The Skeletons of Physical Anthropology

Ciraj Rassool

Below, we republish an edited extract from Ciraj Rassool’s chapter ‘Human Remains, the Disciplines of the Dead, and the South African Memorial Complex’.

The challenge of rethinking colonial categories was part of the remaking of museums in South Africa as part of the reconstitution of heritage. Questions began to be posed about the future of the ethnographic museum (or of ethnography in the natural history museum) in a new democracy. Although the record is uneven across national, provincial, and local museums, one of the routes to museum renovation has been the unification and potential integration of previously segregated collections of cultural history and anthropology in a new collections division of social history, like that which occurred at Iziko Museums of Cape Town. The controversial diorama of a nineteenth-century San Camp made in 1959–60 out of painted body casts, and on display since then, was shut by the South African Museum in 2001, after the museum had been incorporated into a Smithsonian-like flagship museum called Iziko Museums of Cape Town. In essence, the diorama was ‘archived’ while its future was decided upon. The casts, produced as racial studies in the early twentieth century, had been placed in an invented scene of cultural anthropology, where, as ‘the diorama’, it had been subjected to criticism by scholars, and become the subject of intense debate and contestation through the exhibition ‘Miscast’ in 1996.
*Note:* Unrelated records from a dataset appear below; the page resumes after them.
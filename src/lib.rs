//! Ditto - A file-backed issue and release tracker.
//!
//! This library provides the core functionality for the `ditto` CLI tool:
//! issues with an append-only attribute history, releases, per-component
//! local naming, optional master name arbitration, and release statistics.

pub mod action_log;
pub mod cli;
pub mod commands;
pub mod config;
pub mod models;
pub mod storage;

use std::path::PathBuf;


/// Library-level error type for ditto operations.
#[derive(Debug, thiserror::Error)]
pub enum Error {
    #[error("IO error: {0}")]
    Io(#[from] std::io::Error),

    #[error("JSON error: {0}")]
    Json(#[from] serde_json::Error),

    #[error("Config error: {0}")]
    Config(String),

    #[error("No ditto project found at or above {}", .0.display())]
    ProjectNotFound(PathBuf),

    #[error("Already initialized: {}", .0.display())]
    AlreadyInitialized(PathBuf),

    #[error("Malformed record {}: {reason}", path.display())]
    MalformedRecord { path: PathBuf, reason: String },

    #[error("Invalid input: {0}")]
    Validation(String),

    #[error("Not authorized: {0}")]
    NotAuthorized(String),

    #[error("Misconfigured: {0}")]
    Misconfigured(String),
}

/// Result type alias for ditto operations.
pub type Result<T> = std::result::Result<T, Error>;
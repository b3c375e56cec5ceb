//! Display names for issues.
//!
//! Two addressing modes:
//!
//! - **Local**: issues are grouped by the first two characters of their
//!   component and numbered from 1 in creation order (`ba1`, `ba2`, ...).
//!   These names are recomputed on every load and shift when earlier issues
//!   are removed or move to another component.
//! - **Master**: a project copy configured as the master naming server pins a
//!   permanent `ditto<N>` name into each issue's log. A pinned name always
//!   wins over the local one.

use serde::Serialize;
use std::collections::HashMap;
use uuid::Uuid;

use super::Project;
use crate::models::{Catalog, Issue, MASTER_NAME_KEY, MASTER_NAME_SERVER_KEY};
use crate::{Error, Result};

/// Prefix of every master-granted name.
pub const MASTER_NAME_PREFIX: &str = "ditto";

/// Prefix shared by local names of issues in `component`.
pub fn local_prefix(component: &str) -> String {
    component.chars().take(2).collect()
}

/// Master name for a candidate ordinal.
pub fn master_name(ordinal: usize) -> String {
    format!("{}{}", MASTER_NAME_PREFIX, ordinal)
}

/// Compute the display name of every issue, in slice order.
///
/// `issues` must already be in creation order. Pinned issues still consume an
/// ordinal in their group so later local names do not depend on pinning.
///
/// Names are the prefix followed directly by the ordinal, so they stay unique
/// only while prefixes contain no digits. New components with a digit in
/// their first two characters are rejected when added.
pub fn compute_names(issues: &[Issue], catalog: &dyn Catalog) -> Vec<String> {
    let mut counts: HashMap<String, usize> = HashMap::new();

    issues
        .iter()
        .map(|issue| {
            let prefix = local_prefix(issue.component(catalog));
            let count = counts.entry(prefix.clone()).or_insert(0);
            *count += 1;

            match issue.master_name() {
                Some(pinned) => pinned.to_string(),
                None => format!("{}{}", prefix, count),
            }
        })
        .collect()
}

/// A master name granted during arbitration.
#[derive(Debug, Clone, PartialEq, Eq, Serialize)]
pub struct MasterNameGrant {
    pub guid: Uuid,
    pub name: String,
    pub server: String,
}

impl Project {
    /// The server identity to record with granted names.
    ///
    /// Fails with `NotAuthorized` if this copy is not the master naming
    /// server and `Misconfigured` if it is but has no identity configured.
    pub fn master_server_identity(&self) -> Result<String> {
        let config = self.config();
        if !config.is_master_name_server {
            return Err(Error::NotAuthorized(
                "this project is not configured as the master name server".to_string(),
            ));
        }
        match config.master_name_server.as_deref().map(str::trim) {
            Some(server) if !server.is_empty() => Ok(server.to_string()),
            _ => Err(Error::Misconfigured(
                "master name server is missing the 'master-name-server' setting".to_string(),
            )),
        }
    }

    /// Pin a master name on every issue that lacks one.
    ///
    /// Candidates start at the current issue count and move up past any
    /// name already in use. Each grant is written to the issue's log and
    /// saved before the next issue is considered.
    ///
    /// Uniqueness is only checked against names this process can see, so
    /// at most one process may run this against a project at a time.
    pub fn assign_master_names(&mut self) -> Result<Vec<MasterNameGrant>> {
        let server = self.master_server_identity()?;
        let user = self.user_string();
        let mut grants = Vec::new();

        for idx in 0..self.issues.len() {
            if self.issues[idx].master_name().is_some() {
                continue;
            }

            let mut ordinal = self.issues.len();
            while self.is_issue_name(&master_name(ordinal)) {
                ordinal += 1;
            }
            let name = master_name(ordinal);

            let issue = &mut self.issues[idx];
            issue.set(MASTER_NAME_KEY, &name, &user);
            issue.set(MASTER_NAME_SERVER_KEY, &server, &user);
            issue.set_name(name.clone());
            self.records.write_issue(&self.issues[idx])?;

            tracing::debug!(guid = %self.issues[idx].guid(), name = %name, "granted master name");
            grants.push(MasterNameGrant {
                guid: self.issues[idx].guid(),
                name,
                server: server.clone(),
            });
        }

        Ok(grants)
    }
}

#[cfg(test)]
mod tests {
    use super::*;
    use crate::models::AttributeLog;
    use crate::models::validator::tests::FixedCatalog;
    use chrono::{Duration, TimeZone, Utc};

    fn issues_with_components(components: &[&str]) -> Vec<Issue> {
        let base = Utc.with_ymd_and_hms(2024, 1, 1, 0, 0, 0).unwrap();
        components
            .iter()
            .enumerate()
            .map(|(i, component)| {
                let mut log = AttributeLog::new();
                log.set_at("component", component, "tester", base + Duration::minutes(i as i64));
                Issue::with_log(Uuid::new_v4(), log)
            })
            .collect()
    }

    #[test]
    fn test_local_prefix() {
        assert_eq!(local_prefix("backend"), "ba");
        assert_eq!(local_prefix("x"), "x");
        assert_eq!(local_prefix(""), "");
        assert_eq!(local_prefix("ünicode"), "ün");
    }

    #[test]
    fn test_local_names_per_component() {
        let catalog = FixedCatalog::new(&["backend", "frontend"], &[]);
        let issues = issues_with_components(&["backend", "frontend", "backend"]);
        assert_eq!(compute_names(&issues, &catalog), vec!["ba1", "fr1", "ba2"]);
    }

    #[test]
    fn test_local_names_idempotent() {
        let catalog = FixedCatalog::new(&["backend"], &[]);
        let issues = issues_with_components(&["backend", "backend"]);
        assert_eq!(
            compute_names(&issues, &catalog),
            compute_names(&issues, &catalog)
        );
    }

    #[test]
    fn test_shared_prefix_stays_unique() {
        let catalog = FixedCatalog::new(&["backend", "batch"], &[]);
        let issues = issues_with_components(&["backend", "batch"]);
        assert_eq!(compute_names(&issues, &catalog), vec!["ba1", "ba2"]);
    }

    #[test]
    fn test_unknown_component_uses_blank_prefix() {
        let catalog = FixedCatalog::new(&[], &[]);
        let issues = issues_with_components(&["gone", "gone"]);
        assert_eq!(compute_names(&issues, &catalog), vec!["1", "2"]);
    }

    #[test]
    fn test_short_and_blank_prefixes_do_not_collide() {
        let catalog = FixedCatalog::new(&["a", "ab"], &[]);
        let mut components = vec![""; 11];
        components.extend(["a"; 11]);
        components.push("ab");
        let issues = issues_with_components(&components);

        let names = compute_names(&issues, &catalog);
        let unique: std::collections::HashSet<&String> = names.iter().collect();
        assert_eq!(unique.len(), names.len());
        assert_eq!(names[10], "11");
        assert_eq!(names[21], "a11");
        assert_eq!(names[22], "ab1");
    }

    #[test]
    fn test_pinned_name_wins_and_keeps_ordinal() {
        let catalog = FixedCatalog::new(&["backend"], &[]);
        let mut issues = issues_with_components(&["backend", "backend"]);
        issues[0].set(MASTER_NAME_KEY, "ditto7", "tester");
        assert_eq!(compute_names(&issues, &catalog), vec!["ditto7", "ba2"]);
    }

    #[test]
    fn test_master_name_format() {
        assert_eq!(master_name(0), "ditto0");
        assert_eq!(master_name(12), "ditto12");
    }
}
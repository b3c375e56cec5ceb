//! Ditto CLI - A file-backed issue and release tracker.

use clap::Parser;
use ditto::action_log;
use ditto::cli::{Cli, Commands};
use ditto::commands::{self, NewIssue, Output};
use ditto::config::RootConfig;
use ditto::storage::{Project, find_project_root};
use std::env;
use std::path::{Path, PathBuf};
use std::process;
use std::time::Instant;
use tracing_subscriber::EnvFilter;

fn main() {
    init_tracing();

    let cli = Cli::parse();
    let human = cli.human_readable;
    let explicit_root = cli.root.clone();

    // Serialize command for logging
    let cmd_name = cli.command.name();
    let args_json = cli.command.args();

    let start = Instant::now();
    let result = run_command(cli.command, explicit_root.as_deref(), human);
    let duration = start.elapsed().as_millis() as u64;

    let (success, error) = match &result {
        Ok(_) => (true, None),
        Err(e) => (false, Some(e.to_string())),
    };

    // Only commands that ran against a project are logged
    if let Some(root) = log_root(explicit_root) {
        action_log::log_action(&root, cmd_name, args_json, success, error, duration);
    }

    if let Err(e) = result {
        if human {
            eprintln!("Error: {}", e);
        } else {
            eprintln!("{}", serde_json::json!({ "error": e.to_string() }));
        }
        process::exit(1);
    }
}

/// Diagnostics go to stderr, filtered by DITTO_LOG (default: warn).
fn init_tracing() {
    let filter = EnvFilter::try_from_env("DITTO_LOG").unwrap_or_else(|_| EnvFilter::new("warn"));
    let _ = tracing_subscriber::fmt()
        .with_env_filter(filter)
        .with_writer(std::io::stderr)
        .try_init();
}

/// Project root for the action log, if there is one.
fn log_root(explicit: Option<PathBuf>) -> Option<PathBuf> {
    explicit.or_else(|| {
        let cwd = env::current_dir().ok()?;
        find_project_root(&cwd).ok()
    })
}

/// Open the project at the explicit root, or search upward from the cwd.
///
/// Priority: --root flag > DITTO_ROOT env var > nearest ancestor with a marker
fn open_project(explicit: Option<&Path>) -> Result<Project, ditto::Error> {
    match explicit {
        Some(root) => Project::load(root),
        None => Project::open(&env::current_dir()?),
    }
}

fn run_command(command: Commands, root: Option<&Path>, human: bool) -> Result<(), ditto::Error> {
    match command {
        Commands::Init {
            project_name,
            folder,
            username,
            full_name,
            email,
            master_name_server,
        } => {
            let root = match root {
                Some(root) => root.to_path_buf(),
                None => env::current_dir()?,
            };
            let mut config = RootConfig::new(&folder, &username, &full_name, &email);
            if let Some(server) = master_name_server {
                config.is_master_name_server = true;
                config.master_name_server = Some(server);
            }
            let result = commands::init(&root, &project_name, config)?;
            output(&result, human);
        }

        Commands::Add {
            title,
            description,
            estimate,
            component,
            release,
            owner,
        } => {
            let mut project = open_project(root)?;
            let result = commands::issue_add(
                &mut project,
                NewIssue {
                    title,
                    description,
                    estimate,
                    component,
                    release,
                    owner,
                },
            )?;
            output(&result, human);
        }

        Commands::Remove { name } => {
            let mut project = open_project(root)?;
            let result = commands::issue_remove(&mut project, &name)?;
            output(&result, human);
        }

        Commands::Close { name, actual } => {
            let mut project = open_project(root)?;
            let result = commands::issue_close(&mut project, &name, actual.as_deref())?;
            output(&result, human);
        }

        Commands::Open { name } => {
            let mut project = open_project(root)?;
            let result = commands::issue_open(&mut project, &name)?;
            output(&result, human);
        }

        Commands::Estimate { name, estimate } => {
            let mut project = open_project(root)?;
            let result = commands::issue_set(&mut project, &name, &[("estimate", estimate.as_str())])?;
            output(&result, human);
        }

        Commands::Own { name, owner } => {
            let mut project = open_project(root)?;
            let result = commands::issue_set(&mut project, &name, &[("owner", owner.as_str())])?;
            output(&result, human);
        }

        Commands::Set { name, key, value } => {
            let mut project = open_project(root)?;
            let result = commands::issue_set(&mut project, &name, &[(key.as_str(), value.as_str())])?;
            output(&result, human);
        }

        Commands::AssignRelease { name, release } => {
            let mut project = open_project(root)?;
            let result = commands::issue_set(&mut project, &name, &[("release", release.as_str())])?;
            output(&result, human);
        }

        Commands::Show { name } => {
            let project = open_project(root)?;
            let result = commands::issue_show(&project, &name)?;
            output(&result, human);
        }

        Commands::List { filter, release } => {
            let project = open_project(root)?;
            let result = commands::issue_list(&project, filter, release.as_deref())?;
            output(&result, human);
        }

        Commands::AddComponent { name } => {
            let mut project = open_project(root)?;
            let result = commands::component_add(&mut project, &name)?;
            output(&result, human);
        }

        Commands::Components => {
            let project = open_project(root)?;
            output(&commands::component_list(&project), human);
        }

        Commands::AddRelease { name, description } => {
            let mut project = open_project(root)?;
            let result = commands::release_add(&mut project, &name, &description)?;
            output(&result, human);
        }

        Commands::RemoveRelease { name } => {
            let mut project = open_project(root)?;
            let result = commands::release_remove(&mut project, &name)?;
            output(&result, human);
        }

        Commands::Releases => {
            let project = open_project(root)?;
            output(&commands::release_list(&project), human);
        }

        Commands::ReleaseSummary { release } => {
            let project = open_project(root)?;
            let result = commands::release_summary(&project, &release)?;
            output(&result, human);
        }

        Commands::MasterNames => {
            let mut project = open_project(root)?;
            let result = commands::master_names(&mut project)?;
            output(&result, human);
        }
    }

    Ok(())
}

/// Print output in JSON or human-readable format.
fn output<T: Output>(result: &T, human: bool) {
    if human {
        println!("{}", result.to_human());
    } else {
        println!("{}", result.to_json());
    }
}
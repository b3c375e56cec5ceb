//! Work-progress statistics for releases.

use std::collections::BTreeSet;

use serde::{Deserialize, Serialize};

use crate::models::{Issue, IssueState};
use crate::{Error, Result};

/// Estimated and actual effort totals for a set of issues.
#[derive(Debug, Clone, Copy, Default, PartialEq, Serialize, Deserialize)]
pub struct ReleaseStatistics {
    /// Sum of estimates over closed issues
    pub estimated_done: f64,
    /// Sum of estimates over issues that are not closed
    pub estimated_undone: f64,
    /// Sum of actual time over closed issues
    pub actual_done: f64,
    /// Projected remaining effort
    pub actual_undone: f64,
}

impl ReleaseStatistics {
    /// Aggregate over `issues`, keeping only those owned by `owner` when given.
    ///
    /// Remaining effort is extrapolated from the accuracy of completed work:
    /// `actual_done * estimated_undone / estimated_done`. With no completed
    /// estimate to learn from, the open estimates are taken at face value.
    pub fn from_issues<'a, I>(issues: I, owner: Option<&str>) -> Self
    where
        I: IntoIterator<Item = &'a Issue>,
    {
        let mut stats = Self::default();

        for issue in issues {
            if let Some(owner) = owner {
                if issue.owner() != owner {
                    continue;
                }
            }
            if issue.state() == IssueState::Closed {
                stats.estimated_done += issue.estimate();
                stats.actual_done += issue.actual();
            } else {
                stats.estimated_undone += issue.estimate();
            }
        }

        stats.actual_undone = if stats.estimated_done > 0.0 {
            stats.actual_done * (stats.estimated_undone / stats.estimated_done)
        } else {
            stats.estimated_undone
        };

        stats
    }

    /// `(estimated_done, estimated_undone, actual_done, actual_undone)`
    pub fn as_tuple(&self) -> (f64, f64, f64, f64) {
        (
            self.estimated_done,
            self.estimated_undone,
            self.actual_done,
            self.actual_undone,
        )
    }
}

/// Distinct non-blank owners across `issues`.
pub fn owners<'a, I>(issues: I) -> BTreeSet<String>
where
    I: IntoIterator<Item = &'a Issue>,
{
    issues
        .into_iter()
        .map(|issue| issue.owner())
        .filter(|owner| !owner.trim().is_empty())
        .map(str::to_string)
        .collect()
}

/// Canonicalize an hours value.
///
/// Accepts decimal hours (`"2.25"`) or `H:MM` (`"1:30"`) and returns decimal
/// hours with three decimals (`"2.250"`, `"1.500"`).
pub fn normalize_hours(raw: &str) -> Result<String> {
    let raw = raw.trim();
    let invalid = || Error::Validation(format!("Invalid time '{}': expected hours or H:MM", raw));

    let hours = match raw.split_once(':') {
        Some((h, m)) => {
            let h: u32 = h.parse().map_err(|_| invalid())?;
            if m.is_empty() || m.len() > 2 {
                return Err(invalid());
            }
            let m: u32 = m.parse().map_err(|_| invalid())?;
            if m >= 60 {
                return Err(invalid());
            }
            f64::from(h) + f64::from(m) / 60.0
        }
        None => {
            let value: f64 = raw.parse().map_err(|_| invalid())?;
            if !value.is_finite() || value < 0.0 {
                return Err(invalid());
            }
            value
        }
    };

    Ok(format!("{:.3}", hours))
}
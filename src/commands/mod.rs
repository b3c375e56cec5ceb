//! Command implementations for the ditto CLI.
//!
//! Each command takes an already-resolved project (or, for `init`, a root
//! path), performs one operation, persists what it changed, and returns a
//! result that renders as JSON or as human-readable text. Commands are
//! organized by entity type:
//! - `issue` - Issue CRUD, state changes, and listing
//! - `release` - Releases, components, statistics, and master names

mod issue;
mod release;

pub use issue::*;
pub use release::*;

use serde::Serialize;
use std::path::{Path, PathBuf};

use crate::Result;
use crate::config::RootConfig;
use crate::models::Issue;
use crate::storage::Project;

/// Command results that can be serialized to JSON or formatted for humans.
pub trait Output {
    /// Serialize to JSON string.
    fn to_json(&self) -> String;

    /// Format for human-readable output.
    fn to_human(&self) -> String;
}

/// Serialize a command result, falling back to an error object.
pub(crate) fn to_json_string<T: Serialize>(value: &T) -> String {
    serde_json::to_string(value)
        .unwrap_or_else(|e| serde_json::json!({ "error": e.to_string() }).to_string())
}

/// Current values of one issue.
#[derive(Debug, Clone, Serialize)]
pub struct IssueSummary {
    pub name: String,
    pub guid: String,
    pub title: String,
    pub state: String,
    pub component: String,
    pub release: String,
    pub owner: String,
    pub estimate: f64,
    pub actual: f64,
}

impl IssueSummary {
    pub fn new(issue: &Issue, project: &Project) -> Self {
        Self {
            name: issue.name().to_string(),
            guid: issue.guid().to_string(),
            title: issue.title().to_string(),
            state: issue.state().to_string(),
            component: issue.component(project).to_string(),
            release: issue.release(project).to_string(),
            owner: issue.owner().to_string(),
            estimate: issue.estimate(),
            actual: issue.actual(),
        }
    }

    /// One-line rendering used by listings.
    pub fn line(&self) -> String {
        let mut line = format!("{:<8} [{}] {}", self.name, self.state, self.title);
        if !self.owner.is_empty() {
            line.push_str(&format!(" ({})", self.owner));
        }
        line
    }
}

impl Output for IssueSummary {
    fn to_json(&self) -> String {
        to_json_string(self)
    }

    fn to_human(&self) -> String {
        self.line()
    }
}

// === Init ===

#[derive(Serialize)]
pub struct InitResult {
    pub root: PathBuf,
    pub storage_dir: PathBuf,
    pub project_name: String,
    pub master_name_server: Option<String>,
}

impl Output for InitResult {
    fn to_json(&self) -> String {
        to_json_string(self)
    }

    fn to_human(&self) -> String {
        let mut lines = vec![
            format!("Initialized project \"{}\"", self.project_name),
            format!("  Root:    {}", self.root.display()),
            format!("  Records: {}", self.storage_dir.display()),
        ];
        if let Some(ref server) = self.master_name_server {
            lines.push(format!("  Master name server: {}", server));
        }
        lines.join("\n")
    }
}

/// Create a new project at `root`.
pub fn init(root: &Path, project_name: &str, config: RootConfig) -> Result<InitResult> {
    let project = Project::init(root, config, project_name)?;
    Ok(InitResult {
        root: project.root().to_path_buf(),
        storage_dir: project.storage_dir().to_path_buf(),
        project_name: project.meta().project_name.clone(),
        master_name_server: project
            .config()
            .is_master_name_server
            .then(|| project.config().master_name_server.clone())
            .flatten(),
    })
}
Moreover, beyond the presence of body casts in the collection, as artefacts of anthropometric study and racial science – which had somehow been little questioned – more challenges were posed around settling the future of human remains collections in a reconstituted national museum. Here they remained under the purview of science, but sat uncomfortably between archaeology, social history, and natural history in their separate storage space as ‘sensitive collections’ in a manner that ‘show[ed] respect for the dead, and accord[ed] with the wishes of descendant communities’. After 2005, they became subject to an approved management policy, which included oversight by an advisory committee comprising members drawn from ‘descendant communities, scientific communities, and other concerned groups’ as stakeholders. The advisory committee would ‘guide Iziko in making decisions regarding the management of human remains in its collections’.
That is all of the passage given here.